WHAT IS NEEDED
Return exactly the lines that run from the one containing "assert!(matches!(err, PolyscopeError::RenderError(msg) if" to the end of the entries, with both ends included.

PROVIDED DATA
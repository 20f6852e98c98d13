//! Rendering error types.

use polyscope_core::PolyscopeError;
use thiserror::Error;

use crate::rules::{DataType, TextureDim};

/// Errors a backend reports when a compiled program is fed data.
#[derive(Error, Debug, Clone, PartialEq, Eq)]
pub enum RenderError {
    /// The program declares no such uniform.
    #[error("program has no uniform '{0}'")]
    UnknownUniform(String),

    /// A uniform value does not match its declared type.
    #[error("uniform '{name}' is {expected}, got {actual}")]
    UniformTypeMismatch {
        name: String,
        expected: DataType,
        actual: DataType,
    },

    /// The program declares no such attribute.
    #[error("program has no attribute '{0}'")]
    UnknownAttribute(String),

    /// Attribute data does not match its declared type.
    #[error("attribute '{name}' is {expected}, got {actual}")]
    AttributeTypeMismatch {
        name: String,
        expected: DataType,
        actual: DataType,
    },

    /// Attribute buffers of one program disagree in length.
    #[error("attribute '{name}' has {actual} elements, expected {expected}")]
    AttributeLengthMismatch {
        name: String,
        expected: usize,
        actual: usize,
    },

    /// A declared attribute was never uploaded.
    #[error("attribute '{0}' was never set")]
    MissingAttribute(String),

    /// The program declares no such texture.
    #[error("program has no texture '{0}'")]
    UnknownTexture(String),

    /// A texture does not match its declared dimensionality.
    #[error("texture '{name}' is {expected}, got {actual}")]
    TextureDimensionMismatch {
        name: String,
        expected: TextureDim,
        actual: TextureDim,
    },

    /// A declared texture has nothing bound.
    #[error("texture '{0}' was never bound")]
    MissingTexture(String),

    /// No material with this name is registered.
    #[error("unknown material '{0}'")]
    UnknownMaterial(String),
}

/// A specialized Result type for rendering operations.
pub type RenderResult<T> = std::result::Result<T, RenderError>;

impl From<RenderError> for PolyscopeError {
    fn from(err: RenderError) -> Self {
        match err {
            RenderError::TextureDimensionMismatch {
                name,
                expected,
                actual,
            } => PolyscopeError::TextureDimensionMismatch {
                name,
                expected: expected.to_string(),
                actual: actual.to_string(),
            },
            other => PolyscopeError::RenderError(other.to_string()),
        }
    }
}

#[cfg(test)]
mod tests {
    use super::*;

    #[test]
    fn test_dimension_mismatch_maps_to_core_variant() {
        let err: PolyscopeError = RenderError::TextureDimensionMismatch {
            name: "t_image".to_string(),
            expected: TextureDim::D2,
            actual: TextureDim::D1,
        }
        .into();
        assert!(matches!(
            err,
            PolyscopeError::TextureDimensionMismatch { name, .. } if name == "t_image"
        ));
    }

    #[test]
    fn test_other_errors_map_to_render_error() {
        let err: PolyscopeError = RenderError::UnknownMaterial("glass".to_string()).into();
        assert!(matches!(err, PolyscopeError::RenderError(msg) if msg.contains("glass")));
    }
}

ANSWER TO THIS TASK
        assert!(matches!(err, PolyscopeError::RenderError(msg) if msg.contains("glass")));
    }
}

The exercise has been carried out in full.